Abstract

Chronic hepatitis B patients with low pre-treatment HBeAg (and HBV-DNA) levels are more likely to respond to interferon-alpha therapy. In retrospect, this low level of HBeAg may have been reached just before the start of therapy. Pre-treatment changes in HBeAg levels were studied in 121 patients undergoing interferon-alpha 2B therapy. HBeAg was monitored by the AxSYM HBe 2.0 Quantitative (Abbott Laboratories) and HBV-DNA by liquid hybridisation (Abbott Laboratories). At the end of treatment (week 16) 24 patients had responded (HBeAg and HBV-DNA below the level of detection). Response was significantly (P = 0.007) related to a decrease in HBeAg level before the start of therapy. Eight of the 24 (33%) responding patients exhibited a > 50% decrease in HBeAg level just before the start of therapy compared to 7 of the 97 (7%) non-responding patients.
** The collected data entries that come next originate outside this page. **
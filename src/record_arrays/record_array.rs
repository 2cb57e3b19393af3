//! Record array types.

use crate::model::RecordView;
use crate::ordered_set::OrderedSet;
use crate::types::{ArrayId, ModelId};
use std::fmt;

/// Membership predicate of a filtered array.
pub type FilterFn = Box<dyn Fn(&RecordView<'_>) -> bool + Send>;

/// How an array's content is decided.
#[derive(Clone, Debug, PartialEq)]
pub enum RecordArrayKind {
    /// Every loaded record of the type.
    Live,
    /// Loaded records of the type accepted by a predicate.
    Filtered,
    /// Records returned by an adapter query, loaded once.
    AdapterPopulated { query: serde_json::Value },
}

/// An ordered collection of records of one type.
pub struct RecordArray {
    id: ArrayId,
    model_name: String,
    kind: RecordArrayKind,
    content: OrderedSet<ModelId>,
    filter: Option<FilterFn>,
    is_loaded: bool,
    is_updating: bool,
    meta: Option<serde_json::Value>,
}

impl RecordArray {
    pub(crate) fn new(id: ArrayId, model_name: &str, kind: RecordArrayKind) -> Self {
        Self {
            id,
            model_name: model_name.to_string(),
            kind,
            content: OrderedSet::new(),
            filter: None,
            is_loaded: false,
            is_updating: false,
            meta: None,
        }
    }

    pub fn id(&self) -> ArrayId {
        self.id
    }

    pub fn model_name(&self) -> &str {
        &self.model_name
    }

    pub fn kind(&self) -> &RecordArrayKind {
        &self.kind
    }

    pub fn query(&self) -> Option<&serde_json::Value> {
        match &self.kind {
            RecordArrayKind::AdapterPopulated { query } => Some(query),
            _ => None,
        }
    }

    pub fn records(&self) -> &[ModelId] {
        self.content.as_slice()
    }

    pub fn get(&self, index: usize) -> Option<ModelId> {
        self.content.as_slice().get(index).copied()
    }

    pub fn len(&self) -> usize {
        self.content.len()
    }

    pub fn is_empty(&self) -> bool {
        self.content.is_empty()
    }

    pub fn contains(&self, record: ModelId) -> bool {
        self.content.has(&record)
    }

    pub fn is_loaded(&self) -> bool {
        self.is_loaded
    }

    /// True while a refetch for this array is outstanding.
    pub fn is_updating(&self) -> bool {
        self.is_updating
    }

    pub fn meta(&self) -> Option<&serde_json::Value> {
        self.meta.as_ref()
    }

    pub fn has_filter(&self) -> bool {
        self.filter.is_some()
    }

    pub(crate) fn set_loaded(&mut self, loaded: bool) {
        self.is_loaded = loaded;
    }

    pub(crate) fn set_updating(&mut self, updating: bool) {
        self.is_updating = updating;
    }

    pub(crate) fn set_meta(&mut self, meta: Option<serde_json::Value>) {
        self.meta = meta;
    }

    pub(crate) fn set_filter(&mut self, filter: Option<FilterFn>) {
        self.filter = filter;
    }

    /// Whether `view` belongs here, ignoring record state.
    pub(crate) fn accepts(&self, view: &RecordView<'_>) -> bool {
        match (&self.kind, &self.filter) {
            (RecordArrayKind::AdapterPopulated { .. }, _) => false,
            (_, Some(filter)) => filter(view),
            (RecordArrayKind::Filtered, None) => false,
            (RecordArrayKind::Live, None) => true,
        }
    }

    pub(crate) fn add_record(&mut self, record: ModelId) -> bool {
        self.content.add(record)
    }

    pub(crate) fn remove_record(&mut self, record: ModelId) -> bool {
        self.content.delete(&record)
    }

    /// Replace the content wholesale; returns the previous content.
    pub(crate) fn replace_content(&mut self, records: &[ModelId]) -> Vec<ModelId> {
        let previous = self.content.to_vec();
        self.content.clear();
        for record in records {
            self.content.add(*record);
        }
        previous
    }
}

impl fmt::Debug for RecordArray {
    fn fmt(&self, f: &mut fmt::Formatter<'_>) -> fmt::Result {
        f.debug_struct("RecordArray")
            .field("id", &self.id)
            .field("model_name", &self.model_name)
            .field("kind", &self.kind)
            .field("len", &self.content.len())
            .field("has_filter", &self.filter.is_some())
            .field("is_loaded", &self.is_loaded)
            .field("is_updating", &self.is_updating)
            .finish()
    }
}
The geometric mean titre of HBeAg decreased significantly (P < 0.005; 8-week period before start) among responding patients (271 ( 98 PEI U/ml) in contrast to non-responding patients (737 ( 724 PEI U/ml). Planning the start of interferon treatment just after a spontaneous decrease in HBV replication may increase the response rate for interferon-alpha therapy.